A broken statue of a saint stands towering high in the convent
garden, bestowing its headless blessing to a community of nuns no longer
there to receive them.
Green moss and weeds adorn what was once a snow-
white mantle.
A once revered picture of a saint, now abandoned
and waiting storage, the sunlight from a facing window casting an
enthralling magnificence that no human artist could ever achieve.
A
picture of Catherine McAuley, founder of the Sisters of Mercy, remains
over an empty fireplace.
Peeling wallpaper and cobwebs give shadow
memories to a glorious era of a community of women who'd sacrificed
their lives to serve Irish society.
These are beautiful
photographs sent to me of the convent and grounds that used to be my
home.
But the unutterable sadness I felt at the cruel desecration that
time was ravishing on the place of my childhood was indescribable.
How
the mighty are fallen; the once powerful symbol of the power of the
Catholic Church -- the convent -- is in its death throes.
As a six-week-old baby, I was taken into care with the Sisters of Mercy in Ballinasloe Co
Galway.
Sr John Scully, who ran the industrial school, was my friend,
mother figure and confidante for many years after I'd left the home.
When the school was closed down, the State abandoned many of us.
I was
cruelly taken from the only secure home I'd ever known and returned to
parents who -- due to mental illness -- were unable to care for me, a
five-year-old child.
My younger years were spent roaming the
village with little or no supervision.
But even then, the Sisters of
Mercy living in my home village kept a watchful eye on me.
Food when I
was hungry, clothes when I was cold, and a cautionary word when rambling
the streets late at night.
Early childhood memories flooded to me as I gazed at the pictures. Distant echoes
of children laughing, crying and fighting. Of running around that
garden.
The Sisters took great pride in tending the lawns' riotously
coloured flowerbeds.
Over 50 of us charged around, getting in the way of
the older Sisters, gardening, or trying to say their prayers quietly,
seated in the tiny secluded gazebos.
As a teenager and then mother
I returned to Sister John over the years.

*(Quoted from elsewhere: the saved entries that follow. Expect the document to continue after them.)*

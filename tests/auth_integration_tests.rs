mod common;

use axum::{
    extract::FromRequestParts,
    http::{HeaderMap, HeaderValue, Method, Request, StatusCode, header, request::Parts},
    response::IntoResponse,
};
use cart_guard::{
    TokenCodec,
    auth::{Policy, authenticate, authorize},
    error::{AuthError, TokenError},
    models::{Identity, Role},
};
use chrono::Duration;
use common::{TEST_JWT_SECRET, identity, json_body, token_for};

fn codec() -> TokenCodec {
    TokenCodec::new(TEST_JWT_SECRET)
}

fn headers_with(value: &str) -> HeaderMap {
    let mut headers = HeaderMap::new();
    headers.insert(header::AUTHORIZATION, HeaderValue::from_str(value).unwrap());
    headers
}

fn request_parts() -> Parts {
    let request = Request::builder()
        .method(Method::GET)
        .uri("/")
        .body(axum::body::Body::empty())
        .unwrap();
    request.into_parts().0
}

// --- Authenticate ---

#[test]
fn test_authenticate_success_with_valid_token() {
    let user = identity(Role::Staff);
    let headers = headers_with(&format!("Bearer {}", token_for(&user)));

    assert_eq!(authenticate(&headers, &codec()), Ok(user));
}

#[test]
fn test_authenticate_missing_header() {
    assert_eq!(
        authenticate(&HeaderMap::new(), &codec()),
        Err(AuthError::MissingCredential)
    );
}

#[test]
fn test_authenticate_wrong_scheme_is_malformed() {
    let token = token_for(&identity(Role::User));
    for value in [
        format!("Token {token}"),
        format!("bearer {token}"),
        format!("Bearer  {token}"),
        format!("Bearer {token} "),
        token.clone(),
        "Bearer".to_string(),
        "Bearer ".to_string(),
    ] {
        assert_eq!(
            authenticate(&headers_with(&value), &codec()),
            Err(AuthError::MalformedCredential),
            "header value {value:?}"
        );
    }
}

#[test]
fn test_authenticate_maps_token_failures() {
    let user = identity(Role::User);

    let expired = codec().issue(&user, Duration::seconds(-10)).unwrap();
    assert_eq!(
        authenticate(&headers_with(&format!("Bearer {expired}")), &codec()),
        Err(AuthError::Token(TokenError::Expired))
    );

    let foreign = TokenCodec::new("not-our-secret")
        .issue(&user, Duration::hours(1))
        .unwrap();
    assert_eq!(
        authenticate(&headers_with(&format!("Bearer {foreign}")), &codec()),
        Err(AuthError::Token(TokenError::InvalidSignature))
    );

    assert_eq!(
        authenticate(&headers_with("Bearer garbage"), &codec()),
        Err(AuthError::Token(TokenError::Malformed))
    );
}

#[tokio::test]
async fn test_credential_failures_all_answer_401_with_codes() {
    let cases = [
        (AuthError::MissingCredential, "MissingCredential"),
        (AuthError::MalformedCredential, "MalformedCredential"),
        (AuthError::Token(TokenError::Expired), "Unauthorized"),
        (AuthError::Token(TokenError::InvalidSignature), "Unauthorized"),
        (AuthError::Token(TokenError::Malformed), "Unauthorized"),
    ];

    for (err, code) in cases {
        let response = err.into_response();
        assert_eq!(response.status(), StatusCode::UNAUTHORIZED);
        let body = json_body(response).await;
        assert_eq!(body["code"], code);
    }
}

#[tokio::test]
async fn test_expired_and_invalid_tokens_look_identical_to_the_client() {
    let expired = json_body(AuthError::Token(TokenError::Expired).into_response()).await;
    let invalid = json_body(AuthError::Token(TokenError::InvalidSignature).into_response()).await;

    assert_eq!(expired, invalid);
}

#[test]
fn test_signing_misconfiguration_is_a_server_error() {
    let response = AuthError::Token(TokenError::Config).into_response();
    assert_eq!(response.status(), StatusCode::INTERNAL_SERVER_ERROR);
}

// --- Identity extractor ---

#[tokio::test]
async fn test_identity_extractor_reads_attached_identity() {
    let user = identity(Role::User);
    let mut parts = request_parts();
    parts.extensions.insert(user.clone());

    let extracted = Identity::from_request_parts(&mut parts, &()).await;

    assert_eq!(extracted, Ok(user));
}

#[tokio::test]
async fn test_identity_extractor_without_guard_is_unauthenticated() {
    let user = identity(Role::Superuser);
    let mut parts = request_parts();
    // A valid header alone is not enough: the extractor never authenticates.
    parts.headers.insert(
        header::AUTHORIZATION,
        HeaderValue::from_str(&format!("Bearer {}", token_for(&user))).unwrap(),
    );

    let extracted = Identity::from_request_parts(&mut parts, &()).await;

    assert_eq!(extracted, Err(AuthError::Unauthenticated));
}

// --- Authorize ---

#[test]
fn test_authorize_without_identity_is_unauthenticated() {
    assert_eq!(
        authorize(None, &Policy::STAFF_OR_ABOVE),
        Err(AuthError::Unauthenticated)
    );
    assert_eq!(
        authorize(None, &Policy::SUPERUSER_ONLY),
        Err(AuthError::Unauthenticated)
    );
}

#[test]
fn test_hierarchical_policy_accepts_iff_tier_at_least_minimum() {
    for minimum in Role::ALL {
        let policy = Policy::AtLeast(minimum);
        for role in Role::ALL {
            let result = authorize(Some(&identity(role)), &policy);
            assert_eq!(
                result.is_ok(),
                role.tier() >= minimum.tier(),
                "role {role} against minimum {minimum}"
            );
            if let Err(err) = result {
                assert!(matches!(err, AuthError::Forbidden { .. }));
            }
        }
    }
}

#[test]
fn test_set_membership_policy_accepts_iff_role_listed() {
    const SETS: [&[Role]; 8] = [
        &[],
        &[Role::User],
        &[Role::Staff],
        &[Role::Superuser],
        &[Role::User, Role::Staff],
        &[Role::User, Role::Superuser],
        &[Role::Staff, Role::Superuser],
        &[Role::User, Role::Staff, Role::Superuser],
    ];

    for allowed in SETS {
        let policy = Policy::AnyOf(allowed);
        for role in Role::ALL {
            assert_eq!(
                authorize(Some(&identity(role)), &policy).is_ok(),
                allowed.contains(&role),
                "role {role} against set {allowed:?}"
            );
        }
    }
}

#[test]
fn test_superuser_set_rejects_staff_but_staff_minimum_accepts_superuser() {
    let staff = identity(Role::Staff);
    let superuser = identity(Role::Superuser);

    assert!(matches!(
        authorize(Some(&staff), &Policy::SUPERUSER_ONLY),
        Err(AuthError::Forbidden { .. })
    ));
    assert!(authorize(Some(&superuser), &Policy::STAFF_OR_ABOVE).is_ok());

    // A set that lists only STAFF does not let SUPERUSER through.
    assert!(authorize(Some(&superuser), &Policy::STAFF_ONLY).is_err());
    assert!(authorize(Some(&staff), &Policy::STAFF_ONLY).is_ok());
}

#[test]
fn test_forbidden_answers_403() {
    let err = authorize(Some(&identity(Role::User)), &Policy::STAFF_OR_ABOVE).unwrap_err();
    assert_eq!(err.into_response().status(), StatusCode::FORBIDDEN);
}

Sometimes we'd sit out in the
garden watching my children run around, playing on the very same
pathways my own childish feet had travelled.
I feel very
privileged to have had the Sisters in my life.
Like everything, there
were the good and the bad. But for many of us growing up in Ireland in the Sixties, they were the only ones prepared to help those of us in such dire need.
Founded
in 1831 in Dublin by the aforementioned Catherine McAuley, the Sisters
of Mercy were at the height of their powers in the Fifties -- running
schools, hospitals and so many community services.
As their numbers
declined over the years, many of the convents and institutions they ran
have closed and others are now about to be handed over to the State.
The
empire that sheltered me and many like me is coming to an end.